## The task
Report the number of lines in the records below that contain the word "LogoAsset", and nothing more.

** Data to use follows **

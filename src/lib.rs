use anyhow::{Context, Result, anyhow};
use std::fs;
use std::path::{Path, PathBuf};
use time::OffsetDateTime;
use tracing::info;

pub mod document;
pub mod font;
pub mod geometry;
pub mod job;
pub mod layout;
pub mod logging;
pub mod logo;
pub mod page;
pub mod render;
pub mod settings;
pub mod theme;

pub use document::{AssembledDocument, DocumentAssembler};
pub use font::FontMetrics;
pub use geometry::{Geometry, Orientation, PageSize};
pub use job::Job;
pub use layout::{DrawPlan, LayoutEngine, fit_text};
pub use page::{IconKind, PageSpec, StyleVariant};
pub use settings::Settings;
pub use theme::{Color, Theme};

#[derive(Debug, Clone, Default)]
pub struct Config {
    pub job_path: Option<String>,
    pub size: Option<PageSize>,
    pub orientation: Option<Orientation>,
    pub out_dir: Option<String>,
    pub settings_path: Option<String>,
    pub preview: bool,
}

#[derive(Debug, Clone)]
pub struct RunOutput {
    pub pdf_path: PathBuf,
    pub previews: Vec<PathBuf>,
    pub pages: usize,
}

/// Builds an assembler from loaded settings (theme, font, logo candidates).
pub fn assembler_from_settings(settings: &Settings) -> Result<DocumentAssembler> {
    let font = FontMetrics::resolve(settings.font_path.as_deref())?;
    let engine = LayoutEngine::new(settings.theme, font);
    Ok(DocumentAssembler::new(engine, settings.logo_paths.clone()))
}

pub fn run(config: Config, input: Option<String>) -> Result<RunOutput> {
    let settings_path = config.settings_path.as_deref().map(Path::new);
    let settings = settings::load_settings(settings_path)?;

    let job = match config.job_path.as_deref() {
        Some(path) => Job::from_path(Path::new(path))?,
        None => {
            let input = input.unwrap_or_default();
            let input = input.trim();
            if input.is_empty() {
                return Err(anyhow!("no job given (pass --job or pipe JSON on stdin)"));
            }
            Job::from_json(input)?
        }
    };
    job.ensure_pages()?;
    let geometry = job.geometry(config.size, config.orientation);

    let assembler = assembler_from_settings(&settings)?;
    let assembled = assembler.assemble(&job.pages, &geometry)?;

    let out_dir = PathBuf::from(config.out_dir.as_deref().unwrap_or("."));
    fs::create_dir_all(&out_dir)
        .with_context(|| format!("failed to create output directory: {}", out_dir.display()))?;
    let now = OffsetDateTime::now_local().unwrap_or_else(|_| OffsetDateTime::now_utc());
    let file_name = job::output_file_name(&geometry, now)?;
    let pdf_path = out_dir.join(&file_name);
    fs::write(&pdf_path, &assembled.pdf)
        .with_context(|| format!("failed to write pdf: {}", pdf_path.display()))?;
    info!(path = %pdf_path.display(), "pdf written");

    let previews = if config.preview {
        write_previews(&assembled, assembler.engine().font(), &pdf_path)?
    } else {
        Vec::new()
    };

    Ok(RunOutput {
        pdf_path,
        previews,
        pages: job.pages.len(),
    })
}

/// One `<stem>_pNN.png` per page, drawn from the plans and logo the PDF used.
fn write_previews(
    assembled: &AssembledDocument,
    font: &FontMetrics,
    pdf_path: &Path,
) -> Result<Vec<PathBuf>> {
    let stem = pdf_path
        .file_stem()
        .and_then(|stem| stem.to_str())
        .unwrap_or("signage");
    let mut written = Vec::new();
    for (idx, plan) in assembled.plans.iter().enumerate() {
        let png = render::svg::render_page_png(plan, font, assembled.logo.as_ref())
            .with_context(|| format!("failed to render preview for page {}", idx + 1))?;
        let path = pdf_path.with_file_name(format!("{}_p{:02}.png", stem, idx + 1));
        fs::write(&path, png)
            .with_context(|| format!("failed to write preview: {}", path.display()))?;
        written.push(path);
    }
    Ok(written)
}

** End of Data to use **
** Data to use follows **

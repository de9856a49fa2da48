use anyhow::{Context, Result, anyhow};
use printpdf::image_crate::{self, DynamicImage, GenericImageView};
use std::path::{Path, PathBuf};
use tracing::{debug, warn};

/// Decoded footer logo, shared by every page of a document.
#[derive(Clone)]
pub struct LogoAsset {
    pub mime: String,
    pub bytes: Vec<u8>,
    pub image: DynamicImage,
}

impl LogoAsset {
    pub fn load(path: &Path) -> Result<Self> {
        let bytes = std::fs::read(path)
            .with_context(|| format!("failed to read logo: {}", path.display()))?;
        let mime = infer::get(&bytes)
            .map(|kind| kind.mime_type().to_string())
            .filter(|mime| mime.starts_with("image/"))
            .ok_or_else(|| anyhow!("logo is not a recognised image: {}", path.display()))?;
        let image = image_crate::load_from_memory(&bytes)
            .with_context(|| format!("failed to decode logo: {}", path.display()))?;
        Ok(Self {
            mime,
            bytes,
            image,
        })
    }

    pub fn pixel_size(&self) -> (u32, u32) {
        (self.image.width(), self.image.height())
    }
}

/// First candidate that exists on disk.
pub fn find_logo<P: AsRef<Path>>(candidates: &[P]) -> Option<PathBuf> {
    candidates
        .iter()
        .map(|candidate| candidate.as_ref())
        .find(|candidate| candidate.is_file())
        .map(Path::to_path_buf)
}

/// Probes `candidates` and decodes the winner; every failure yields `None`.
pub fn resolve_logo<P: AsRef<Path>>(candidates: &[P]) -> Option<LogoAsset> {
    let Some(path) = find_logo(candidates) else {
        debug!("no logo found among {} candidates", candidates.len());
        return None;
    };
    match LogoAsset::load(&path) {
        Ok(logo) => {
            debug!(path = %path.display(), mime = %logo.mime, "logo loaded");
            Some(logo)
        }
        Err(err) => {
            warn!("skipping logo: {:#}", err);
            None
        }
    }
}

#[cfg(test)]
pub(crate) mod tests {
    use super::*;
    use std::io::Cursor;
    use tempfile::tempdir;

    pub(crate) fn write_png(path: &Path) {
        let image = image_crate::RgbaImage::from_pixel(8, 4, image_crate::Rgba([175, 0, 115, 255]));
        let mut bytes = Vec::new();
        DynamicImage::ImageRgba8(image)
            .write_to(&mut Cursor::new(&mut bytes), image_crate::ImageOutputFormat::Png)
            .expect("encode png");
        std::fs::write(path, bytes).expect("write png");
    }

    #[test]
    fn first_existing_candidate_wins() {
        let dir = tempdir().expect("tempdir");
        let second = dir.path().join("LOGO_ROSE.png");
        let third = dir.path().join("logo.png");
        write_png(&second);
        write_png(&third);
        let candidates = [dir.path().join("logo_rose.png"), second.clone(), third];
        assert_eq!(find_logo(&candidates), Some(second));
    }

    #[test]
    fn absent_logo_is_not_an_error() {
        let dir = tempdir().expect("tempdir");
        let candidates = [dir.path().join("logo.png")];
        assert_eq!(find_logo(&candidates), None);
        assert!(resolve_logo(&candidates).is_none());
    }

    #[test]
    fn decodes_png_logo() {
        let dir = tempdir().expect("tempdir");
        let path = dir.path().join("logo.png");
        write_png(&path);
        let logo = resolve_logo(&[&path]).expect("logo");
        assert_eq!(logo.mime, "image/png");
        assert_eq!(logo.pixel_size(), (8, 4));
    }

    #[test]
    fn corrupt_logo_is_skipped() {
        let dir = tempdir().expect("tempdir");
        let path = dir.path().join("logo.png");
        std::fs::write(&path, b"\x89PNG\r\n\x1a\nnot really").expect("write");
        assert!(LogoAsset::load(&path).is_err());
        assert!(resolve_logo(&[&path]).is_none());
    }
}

** End of Data to use **

## Response to the task
5